We will remember that at the heart of all of this is our Colorado community: our families and neighbors, our friends, and our colleagues.
Our Work So Far
CHI identified the significant impact of job loss during COVID-19 on the mental health of Coloradans. We developed a blueprint for how Colorado could distribute funds from settlements with opioid manufacturers to address the state’s substance misuse challenges. We described the unique challenges the state’s LGBTQ communities continue to face in mental health disparities and competent care. And we continued to help hospitals implement standard maternal mental health screenings for perinatal and postpartum patients.
Integrating Systems of Care
Public health, social service, and health care systems must redefine how they work — and how they work together.
Socioeconomic factors are deeply interconnected with health. These aspects of a person’s life cannot be separated; likewise, systems of care cannot provide effective services by addressing isolated needs. Colorado is working hard to integrate systems of care, but the
COVID-19 pandemic underscored deep fault lines and exposed the maze of competing systems meant to help Coloradans but can also cause confusion and missed opportunities. Whole-person care will require stronger multisector relationships, smarter information technology, and more meaningful measurement strategies.
Systems integration can be highly technical work, but at its heart it is a human endeavor that will succeed or fail based on the relationships and trust among its participants. CHI serves as a trusted convener to uncover bold ideas, clarify new solutions, and build consensus between partners on the long road ahead.
In 2023
CHI will advance regional, statewide, and national efforts to integrate systems of care.
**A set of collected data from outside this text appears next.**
//! # Instance
//!
//! An instance bundles the four storage resources a run is coordinated through.
//! Persistent instances are resolved from an [`InstanceRef`] through the config
//! plugin registry; ephemeral instances keep run and event records in memory and
//! cannot coordinate work across processes.

pub mod instance_ref;

use std::fmt;
use std::path::Path;
use std::sync::Arc;
use tracing::info;

use crate::config::{ConfigLoader, ConfigurationError};
use crate::config_plugin::ConfigPluginRegistry;
use crate::constants::env::HOME_ENV_VAR;
use crate::constants::layout::{CONFIG_YAML_FILENAME, STORAGE_DIR};
use crate::error::Result;
use crate::storage::{
    ArtifactStorage, ComputeLogManager, EventLogStorage, InMemoryEventLogStorage,
    InMemoryRunStorage, LocalArtifactStorage, LocalComputeLogManager, RunStorage,
};

pub use instance_ref::InstanceRef;

#[derive(Debug, Clone, Copy, PartialEq, Eq, Hash)]
pub enum InstanceType {
    Persistent,
    Ephemeral,
}

pub struct Instance {
    instance_type: InstanceType,
    feature_set: Vec<String>,
    local_artifact_storage: Arc<dyn ArtifactStorage>,
    run_storage: Arc<dyn RunStorage>,
    event_storage: Arc<dyn EventLogStorage>,
    compute_log_manager: Arc<dyn ComputeLogManager>,
    instance_ref: Option<InstanceRef>,
}

impl Instance {
    /// Resolve every storage slot of `instance_ref` into a persistent instance.
    pub async fn from_ref(
        instance_ref: InstanceRef,
        registry: &ConfigPluginRegistry,
    ) -> Result<Self> {
        let local_artifact_storage = registry
            .construct::<Arc<dyn ArtifactStorage>>(&instance_ref.local_artifact_storage_data)
            .await?;
        let run_storage = registry
            .construct::<Arc<dyn RunStorage>>(&instance_ref.run_storage_data)
            .await?;
        let event_storage = registry
            .construct::<Arc<dyn EventLogStorage>>(&instance_ref.event_storage_data)
            .await?;
        let compute_log_manager = registry
            .construct::<Arc<dyn ComputeLogManager>>(&instance_ref.compute_logs_data)
            .await?;

        info!(
            base_dir = %local_artifact_storage.base_dir().display(),
            features = ?instance_ref.feature_set,
            "Resolved persistent instance"
        );

        Ok(Self {
            instance_type: InstanceType::Persistent,
            feature_set: instance_ref.feature_set.clone(),
            local_artifact_storage,
            run_storage,
            event_storage,
            compute_log_manager,
            instance_ref: Some(instance_ref),
        })
    }

    /// Persistent instance for the base directory `base_dir`
    pub async fn from_dir(
        base_dir: impl AsRef<Path>,
        registry: &ConfigPluginRegistry,
    ) -> Result<Self> {
        let instance_ref = InstanceRef::from_dir(base_dir, CONFIG_YAML_FILENAME)?;
        Self::from_ref(instance_ref, registry).await
    }

    /// Instance whose run and event records live only in this process.
    ///
    /// Artifacts and compute logs are still addressed under `base_dir`. Nothing is
    /// created on disk.
    pub fn ephemeral(base_dir: impl AsRef<Path>) -> Self {
        let base_dir = base_dir.as_ref();

        Self {
            instance_type: InstanceType::Ephemeral,
            feature_set: Vec::new(),
            local_artifact_storage: Arc::new(LocalArtifactStorage::new(base_dir)),
            run_storage: Arc::new(InMemoryRunStorage::new()),
            event_storage: Arc::new(InMemoryEventLogStorage::new()),
            compute_log_manager: Arc::new(LocalComputeLogManager::new(base_dir.join(STORAGE_DIR))),
            instance_ref: None,
        }
    }

    /// The default instance.
    ///
    /// Uses the directory named by `$PIPELINE_HOME` when it is set, which must
    /// exist. Otherwise returns an ephemeral instance rooted in a fresh temporary
    /// directory.
    pub async fn get(registry: &ConfigPluginRegistry) -> Result<Self> {
        match ConfigLoader::home_directory()? {
            Some(home) => {
                let is_dir = tokio::fs::metadata(&home)
                    .await
                    .is_ok_and(|metadata| metadata.is_dir());
                if !is_dir {
                    return Err(ConfigurationError::invalid_value(
                        HOME_ENV_VAR,
                        home.display().to_string(),
                        "must name an existing directory",
                    )
                    .into());
                }
                Self::from_dir(&home, registry).await
            }
            None => {
                let base_dir =
                    std::env::temp_dir().join(format!("pipeline-{}", uuid::Uuid::new_v4()));
                info!(
                    base_dir = %base_dir.display(),
                    "{HOME_ENV_VAR} not set, using an ephemeral instance"
                );
                Ok(Self::ephemeral(base_dir))
            }
        }
    }

    pub fn instance_type(&self) -> InstanceType {
        self.instance_type
    }

    pub fn is_ephemeral(&self) -> bool {
        self.instance_type == InstanceType::Ephemeral
    }

    pub fn has_feature(&self, feature: &str) -> bool {
        self.feature_set.iter().any(|enabled| enabled == feature)
    }

    pub fn feature_set(&self) -> &[String] {
        &self.feature_set
    }

    pub fn local_artifact_storage(&self) -> &Arc<dyn ArtifactStorage> {
        &self.local_artifact_storage
    }

    pub fn run_storage(&self) -> &Arc<dyn RunStorage> {
        &self.run_storage
    }

    pub fn event_storage(&self) -> &Arc<dyn EventLogStorage> {
        &self.event_storage
    }

    pub fn compute_log_manager(&self) -> &Arc<dyn ComputeLogManager> {
        &self.compute_log_manager
    }

    /// The reference this instance was resolved from; `None` when ephemeral
    pub fn instance_ref(&self) -> Option<&InstanceRef> {
        self.instance_ref.as_ref()
    }

    pub fn root_directory(&self) -> &Path {
        self.local_artifact_storage.base_dir()
    }
}

impl fmt::Debug for Instance {
    fn fmt(&self, f: &mut fmt::Formatter<'_>) -> fmt::Result {
        f.debug_struct("Instance")
            .field("instance_type", &self.instance_type)
            .field("root_directory", &self.root_directory())
            .field("feature_set", &self.feature_set)
            .field("run_storage", &self.run_storage)
            .field("event_storage", &self.event_storage)
            .finish_non_exhaustive()
    }
}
We are bringing our skills in convening, shared governance, and community engagement to strengthen multisector partnerships in Colorado and beyond.
This includes regional initiatives like the Metro Denver Partnership for Health, a partnership between public health, health systems, Regional Accountable Entities, human services, and regional health alliances to improve population health regionally with collective action. It includes statewide programs like the Early Childhood Leadership Commission, Colorado’s federally authorized advisory council for early childhood. And it includes national movements like the National Community Information Exchange National Advisory Board, which aims to align community information exchange stakeholders on common goals.
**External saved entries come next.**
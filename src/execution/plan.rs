//! # Execution Plan Interface
//!
//! The coordination layer does not model pipeline definitions. It consumes an
//! [`ExecutionPlan`] (steps in dependency order) and hands each selected step to a
//! [`StepLauncher`] that performs the actual work.

use async_trait::async_trait;
use serde::{Deserialize, Serialize};
use std::collections::HashSet;
use std::fmt;
use std::path::{Path, PathBuf};

use super::engine::RunContext;
use super::events::{EventSpecificData, EventSink, ObjectStoreOperationType, PipelineEvent};
use super::handle::ExecutionTargetHandle;
use crate::error::{CoordinatorError, Result};

/// Identifies one named output of one step
#[derive(Debug, Clone, PartialEq, Eq, Hash, PartialOrd, Ord, Serialize, Deserialize)]
pub struct StepOutputHandle {
    pub step_key: String,
    pub output_name: String,
}

impl StepOutputHandle {
    pub fn new(step_key: impl Into<String>, output_name: impl Into<String>) -> Self {
        Self {
            step_key: step_key.into(),
            output_name: output_name.into(),
        }
    }
}

impl fmt::Display for StepOutputHandle {
    fn fmt(&self, f: &mut fmt::Formatter<'_>) -> fmt::Result {
        write!(f, "{}.{}", self.step_key, self.output_name)
    }
}

/// A unit of work in a plan
#[derive(Debug, Clone, PartialEq, Eq)]
pub struct ExecutionStep {
    pub key: String,
    pub upstream_step_keys: Vec<String>,
    pub output_names: Vec<String>,
}

impl ExecutionStep {
    pub fn new(key: impl Into<String>) -> Self {
        Self {
            key: key.into(),
            upstream_step_keys: Vec::new(),
            output_names: Vec::new(),
        }
    }

    pub fn with_upstream<I, S>(mut self, upstream_step_keys: I) -> Self
    where
        I: IntoIterator<Item = S>,
        S: Into<String>,
    {
        self.upstream_step_keys = upstream_step_keys.into_iter().map(Into::into).collect();
        self
    }

    pub fn with_outputs<I, S>(mut self, output_names: I) -> Self
    where
        I: IntoIterator<Item = S>,
        S: Into<String>,
    {
        self.output_names = output_names.into_iter().map(Into::into).collect();
        self
    }

    pub fn output_handles(&self) -> impl Iterator<Item = StepOutputHandle> + '_ {
        self.output_names
            .iter()
            .map(|output_name| StepOutputHandle::new(&self.key, output_name))
    }
}

/// Steps of a pipeline in an order where every step follows its upstream steps
pub trait ExecutionPlan: Send + Sync {
    fn pipeline_name(&self) -> &str;

    fn steps(&self) -> &[ExecutionStep];

    fn get_step(&self, step_key: &str) -> Option<&ExecutionStep> {
        self.steps().iter().find(|step| step.key == step_key)
    }
}

/// Plan over a fixed list of steps, validated at construction
#[derive(Debug, Clone, PartialEq, Eq)]
pub struct StaticExecutionPlan {
    pipeline_name: String,
    steps: Vec<ExecutionStep>,
}

impl StaticExecutionPlan {
    /// Fails on duplicate step keys or a step listed before one of its upstream
    /// steps.
    pub fn new(pipeline_name: impl Into<String>, steps: Vec<ExecutionStep>) -> Result<Self> {
        let mut seen = HashSet::new();
        for step in &steps {
            if let Some(missing) = step
                .upstream_step_keys
                .iter()
                .find(|upstream| !seen.contains(upstream.as_str()))
            {
                return Err(CoordinatorError::InvalidParameter(format!(
                    "Step {} depends on {missing}, which does not precede it in the plan",
                    step.key
                )));
            }
            if !seen.insert(step.key.as_str()) {
                return Err(CoordinatorError::InvalidParameter(format!(
                    "Duplicate step key {} in plan",
                    step.key
                )));
            }
        }

        Ok(Self {
            pipeline_name: pipeline_name.into(),
            steps,
        })
    }
}

impl ExecutionPlan for StaticExecutionPlan {
    fn pipeline_name(&self) -> &str {
        &self.pipeline_name
    }

    fn steps(&self) -> &[ExecutionStep] {
        &self.steps
    }
}

/// Everything a launched step can see of its run
#[derive(Debug, Clone)]
pub struct StepContext {
    run_id: String,
    pipeline_name: String,
    step: ExecutionStep,
    intermediates_dir: PathBuf,
    handle: Option<ExecutionTargetHandle>,
    sink: EventSink,
}

impl StepContext {
    pub(crate) fn new(run: &RunContext, step: &ExecutionStep) -> Self {
        Self {
            run_id: run.run_config.run_id().to_string(),
            pipeline_name: run.pipeline_name.clone(),
            step: step.clone(),
            intermediates_dir: run.intermediates_dir.clone(),
            handle: run.handle.clone(),
            sink: run.sink.clone(),
        }
    }

    pub fn run_id(&self) -> &str {
        &self.run_id
    }

    pub fn pipeline_name(&self) -> &str {
        &self.pipeline_name
    }

    pub fn step_key(&self) -> &str {
        &self.step.key
    }

    pub fn step(&self) -> &ExecutionStep {
        &self.step
    }

    /// Target handle when running under a worker pool
    pub fn handle(&self) -> Option<&ExecutionTargetHandle> {
        self.handle.as_ref()
    }

    pub fn intermediates_dir(&self) -> &Path {
        &self.intermediates_dir
    }

    /// Location of any step output of this run
    pub fn intermediate_path(&self, output: &StepOutputHandle) -> PathBuf {
        self.intermediates_dir
            .join(&output.step_key)
            .join(&output.output_name)
    }

    /// Location of one of this step's own outputs
    pub fn output_path(&self, output_name: &str) -> PathBuf {
        self.intermediate_path(&StepOutputHandle::new(&self.step.key, output_name))
    }

    /// Record that this step persisted `output_name`. Returns the output location.
    pub async fn record_object_write(&self, output_name: &str) -> Result<PathBuf> {
        let path = self.output_path(output_name);
        self.record_object_operation(ObjectStoreOperationType::SetObject, output_name, &path)
            .await?;
        Ok(path)
    }

    /// Record that this step read an upstream output. Returns the input location.
    pub async fn record_object_read(&self, input: &StepOutputHandle) -> Result<PathBuf> {
        let path = self.intermediate_path(input);
        self.record_object_operation(
            ObjectStoreOperationType::GetObject,
            &input.output_name,
            &path,
        )
        .await?;
        Ok(path)
    }

    async fn record_object_operation(
        &self,
        op: ObjectStoreOperationType,
        value_name: &str,
        path: &Path,
    ) -> Result<()> {
        self.sink
            .record(PipelineEvent::step(
                &self.run_id,
                &self.pipeline_name,
                &self.step.key,
                EventSpecificData::ObjectStoreOperation {
                    op,
                    value_name: value_name.to_string(),
                    path: path.display().to_string(),
                },
            ))
            .await
    }
}

/// Performs the work of a single step.
///
/// Returning `Ok` declares the step durably succeeded: any outputs it reported with
/// [`StepContext::record_object_write`] must be persisted by then.
#[async_trait]
pub trait StepLauncher: Send + Sync {
    async fn launch_step(&self, context: StepContext) -> Result<()>;
}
CHI plays many roles within these partnerships, but two things remain constant: our commitment to community and our dedication to integrating systems of care to improve health for all.
Our Work So Far
CHI has convened and facilitated conversations with hundreds of stakeholders across Colorado to build consensus on the path forward. In 2022, we hosted an intensive workgroup process to develop and deliver policy recommendations to implement a cohesive statewide care coordination infrastructure to Colorado’s Behavioral Health Administration. We worked closely with partners in the metro Denver area to develop plans to implement an interoperable social health information exchange in the region. We have explored the details of topics as specific as health information governance with the Office of eHealth Innovation and its stakeholders. And we strive to make these topics accessible for every Coloradan through intentional community engagement efforts like the Metro Denver Partnership for Health Social-Health Information Exchange Community Board, which launched this year to empower community members and community-based advocates to guide and drive systems change efforts.